Une transformation qui doit être vue de manière différente par l'homme qui regarde et par la femme qui le sent. Un homme voit un corps s'arrondir. Une femme sent un corps se modifier. À cette époque où personne ne s'était vu dans un miroir (et ne pouvait donc pas représenter sa propre figure, comme il n'y en a pas dans ces statuettes), autant un homme peut représenter un corps tel qu'il le voit, une femme enceinte aux formes arrondies, autant une femme est susceptible de représenter un ressenti, principalement certaines parties qui, jour après jour, s'alourdissent, gonflent, se déforment jusqu'au moment où le bassin, le vagin et le pubis deviennent les lieux du corps les plus importants, les plus ressentis, ceux qui expulsent l'enfant avec tant d'efforts, d'autant plus importants lors du premier accouchement, qui va ouvrir le bassin. Randal White et Michael Bisson (« Imagerie féminine au Paléolithique. L'apport des nouvelles statuettes de Grimaldi », Gallia Préhistoire, n° 40, 1998), ont étudié les 10 statuettes dites de Grimaldi, dont 9 représentent des femmes enceintes dont « huit sur ces neuf ont la vulve dilatée ou la tête d'un bébé qui émerge ». Ils en concluent qu'elles représentent « un événement à la fois chargé d'émotions et potentiellement dangereux ». Les femmes savent aussi que ce moment-là, celui qui précède l'ouverture de la vulve et se poursuit jusqu'à l'accouchement, est le moment des douleurs, de la souffrance et, en effet, du danger, un danger de mort pour elles, pour le bébé ou pour les deux. Douleurs et dangers qu'il faut dominer, auxquels s'ajoute le danger de l'environnement immédiat, l'accouchement ne choisissant pas le moment où aucun groupe de lions, de tigres, de hyènes ne traînent dans les parages. Douleurs et dangers de l'accouchement inaccessibles aux hommes, qui ne peuvent jamais faire partie de leur vécu, ils ne peuvent qu'aider et affronter ceux qui se présentent aux alentours du campement.
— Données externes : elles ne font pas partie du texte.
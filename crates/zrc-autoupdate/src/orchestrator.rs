//! Update orchestrator - drives the complete update flow.
//!
//! ```text
//! policy decision -> (prompt) -> fetch appcast -> select release
//!   -> compare versions -> skip window -> trust pre-check -> release notes
//!   -> prompt -> download installer -> verify -> persist -> launch
//! ```
//!
//! Failures never escape as `Err`: every run ends in an [`Outcome`], and
//! the most specific failure is also kept as the [`LastError`] so a caller
//! polling "what happened" gets the same answer.

use std::path::{Path, PathBuf};
use std::sync::{Arc, Mutex};
use std::time::Duration;

use tempfile::TempDir;
use tokio::sync::RwLock;
use tracing::{debug, error, info, warn};
use url::Url;

use crate::config::{ConfigStore, UpdaterConfig};
use crate::download::{CancelToken, DownloadEngine, DownloadProgress, FileSink, ProgressSink};
use crate::error::{DownloadError, LastError, ParseError, TrustError, UpdateError};
use crate::install::InstallLauncher;
use crate::manifest::ManifestItem;
use crate::platform::OsContext;
use crate::policy::{Clock, Mode, Status, SystemClock, UpdatePolicy};
use crate::prompt::{PromptContext, PromptDecision, PromptUI};
use crate::select::parse_and_select_for;
use crate::transport::HttpTransport;
use crate::trust::TrustStore;
use crate::verify::{VerificationRequest, Verifier};
use crate::version::Version;

/// A release the user can be offered.
#[derive(Debug, Clone, PartialEq, Eq)]
pub struct UpdateOffer {
    /// Version as written in the appcast.
    pub version: String,
    pub title: String,
    pub installed_version: String,
    /// Critical updates bypass the skip window.
    pub is_critical: bool,
    /// Fetched release notes, or the inline description.
    pub release_notes: Option<String>,
    pub release_notes_link: Option<String>,
    pub download_url: Option<String>,
    pub download_size: Option<u64>,
    pub published_at: String,
    /// The selected appcast item.
    pub item: ManifestItem,
}

impl UpdateOffer {
    fn new(item: ManifestItem, installed: &Version, release_notes: Option<String>) -> Self {
        let enclosure = item.enclosure.as_ref();
        Self {
            version: item.effective_version().to_string(),
            title: item.title.clone(),
            installed_version: installed.to_string(),
            is_critical: item.is_critical_for(installed),
            release_notes,
            release_notes_link: item.release_notes_link.clone(),
            download_url: enclosure.map(|e| e.url.clone()),
            download_size: enclosure.and_then(|e| e.length),
            published_at: item.published_at.clone(),
            item,
        }
    }
}

/// Current activity of the orchestrator.
#[derive(Debug, Clone, Copy, PartialEq, Eq, Default)]
pub enum OrchestratorState {
    #[default]
    Idle,
    Checking,
    Downloading,
    Verifying,
    Launching,
    /// The last run failed; see [`UpdateOrchestrator::last_error`].
    Error,
}

/// How a run ended.
#[derive(Debug, Clone, PartialEq, Eq)]
pub enum Outcome {
    /// Automatic checks are off.
    Disabled,
    /// Checked recently; nothing was fetched.
    AlreadyChecked,
    /// The user dismissed the first-run question, or the check was cancelled.
    Cancelled,
    /// The appcast offers nothing for this platform and channel.
    ChannelUnavailable,
    /// The installed version is the newest available.
    UpToDate { latest: String },
    /// The newest version is inside its skip window.
    Skipped { version: String },
    /// A newer version exists (check only).
    UpdateAvailable(UpdateOffer),
    /// The user declined this version; it is now skipped.
    Declined { version: String },
    /// The user postponed the decision.
    Deferred(UpdateOffer),
    /// The verified installer was started.
    Launched { version: String, installer: PathBuf },
    /// The installer download was cancelled.
    InstallCanceled,
    Failed(LastError),
}

/// External capabilities the orchestrator is built from.
#[derive(Clone)]
pub struct Collaborators {
    pub transport: Arc<dyn HttpTransport>,
    pub store: Arc<dyn ConfigStore>,
    pub prompt: Arc<dyn PromptUI>,
    pub launcher: Arc<dyn InstallLauncher>,
    pub clock: Arc<dyn Clock>,
}

impl Collaborators {
    /// Collaborators on the wall clock.
    pub fn new(
        transport: Arc<dyn HttpTransport>,
        store: Arc<dyn ConfigStore>,
        prompt: Arc<dyn PromptUI>,
        launcher: Arc<dyn InstallLauncher>,
    ) -> Self {
        Self {
            transport,
            store,
            prompt,
            launcher,
            clock: Arc::new(SystemClock),
        }
    }
}

/// Drives update checks and installs for one host application.
pub struct UpdateOrchestrator {
    config: UpdaterConfig,
    installed_version: Version,
    os: OsContext,
    engine: DownloadEngine,
    verifier: Verifier,
    policy: UpdatePolicy,
    prompt: Arc<dyn PromptUI>,
    launcher: Arc<dyn InstallLauncher>,
    state: Arc<RwLock<OrchestratorState>>,
    last_error: Arc<RwLock<Option<LastError>>>,
    current_run: Mutex<CancelToken>,
}
//! Cancellable artifact downloader.
//!
//! [`DownloadEngine::fetch`] copies a local file (`file://` URL or UNC
//! path) or an HTTPS resource into a [`Sink`], reporting the size up front
//! when known. Indirection endpoints are resolved first (see
//! [`crate::resolve`]).
//!
//! Cancellation is cooperative: the token is checked while waiting for
//! the next chunk and again after every append, so no chunk is committed
//! once cancellation has been observed. Every path that opened the sink
//! closes it exactly once.
//!
//! The engine never retries; that decision belongs to the caller.

use std::fs::File;
use std::io::Write;
use std::path::{Path, PathBuf};
use std::sync::Arc;

use futures_util::StreamExt;
use tokio::io::AsyncReadExt;
use tokio::sync::{oneshot, watch};
use tokio_util::sync::CancellationToken;
use tracing::{debug, info, warn};
use url::Url;

use crate::error::DownloadError;
use crate::resolve;
use crate::transport::{BodyStream, HttpTransport};

/// Cancellation signal shared between the caller and a download.
pub type CancelToken = CancellationToken;

/// Largest slice handed to [`Sink::append`] at once.
const MAX_APPEND_SIZE: usize = 64 * 1024;

/// Destination of a download.
///
/// Calls arrive in the order `set_size`, `open`, `append`*, `close`.
/// `close` is called exactly once if and only if `open` succeeded.
pub trait Sink: Send {
    /// Total size, if the source announced one.
    fn set_size(&mut self, size: Option<u64>) -> Result<(), DownloadError>;

    fn open(&mut self) -> Result<(), DownloadError>;

    fn append(&mut self, chunk: &[u8]) -> Result<(), DownloadError>;

    fn close(&mut self) -> Result<(), DownloadError>;
}

impl<S: Sink + ?Sized> Sink for Box<S> {
    fn set_size(&mut self, size: Option<u64>) -> Result<(), DownloadError> {
        (**self).set_size(size)
    }

    fn open(&mut self) -> Result<(), DownloadError> {
        (**self).open()
    }

    fn append(&mut self, chunk: &[u8]) -> Result<(), DownloadError> {
        (**self).append(chunk)
    }

    fn close(&mut self) -> Result<(), DownloadError> {
        (**self).close()
    }
}

// ============================================================================
// Sinks
// ============================================================================

/// Writes the download to a file, creating parent directories.
#[derive(Debug)]
pub struct FileSink {
    path: PathBuf,
    file: Option<File>,
    written: u64,
}

impl FileSink {
    pub fn new(path: impl Into<PathBuf>) -> Self {
        Self {
            path: path.into(),
            file: None,
            written: 0,
        }
    }

    pub fn path(&self) -> &Path {
        &self.path
    }

    pub fn bytes_written(&self) -> u64 {
        self.written
    }
}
Amulettes ou simples représentations d'une condition exclusive des femmes ? Dans les deux cas, le premier pour l'exorciser, le second pour l'exposer, il me semble qu'une femme qui a déjà accouché, surtout à cette époque, voit immédiatement dans l'évocation du moment de l'accouchement, les douleurs, le travail, la souffrance.

ÇatalHoyuk_B19-36.jpgLa persistance dans le temps de ces représentations pourrait être à la fois cette amulette que semblent manifester ces statuettes pendentif, telle celle de Hohle Fels, vieille de 37.000 ans (en haut de page, datée à -35.000) et l'éternel renouvellement de cette condition féminine. La plus explicite est peut-être la dame de Çatalhöyük « assise sur un trône entre deux léopards » dit Jean-Paul Demoule (p. 101) sans noter qu'elle est peut-être l'une des rares représentations d'accouchement, avec la petite tête posée entre ses jambes qui laisse deviner un petit corps vers le fond, le « trône » pouvant être, en réalité, une chaise d'accouchement. L'association aux léopards, quelles que puissent être les autres interprétations symboliques, suggère, avec ses mains posées sur leur tête, qu'elle aura dominé les dangers que ces prédateurs pouvaient représenter, de manière tout à fait contingente, et ici, symboliquement, les dangers de la grossesse et de l'accouchement ? Tout comme les douleurs et les souffrances liées au « travail », dont les cris ne sont pas moins impressionnants que ceux du malheureux happé par les mâchoires de ces fauves.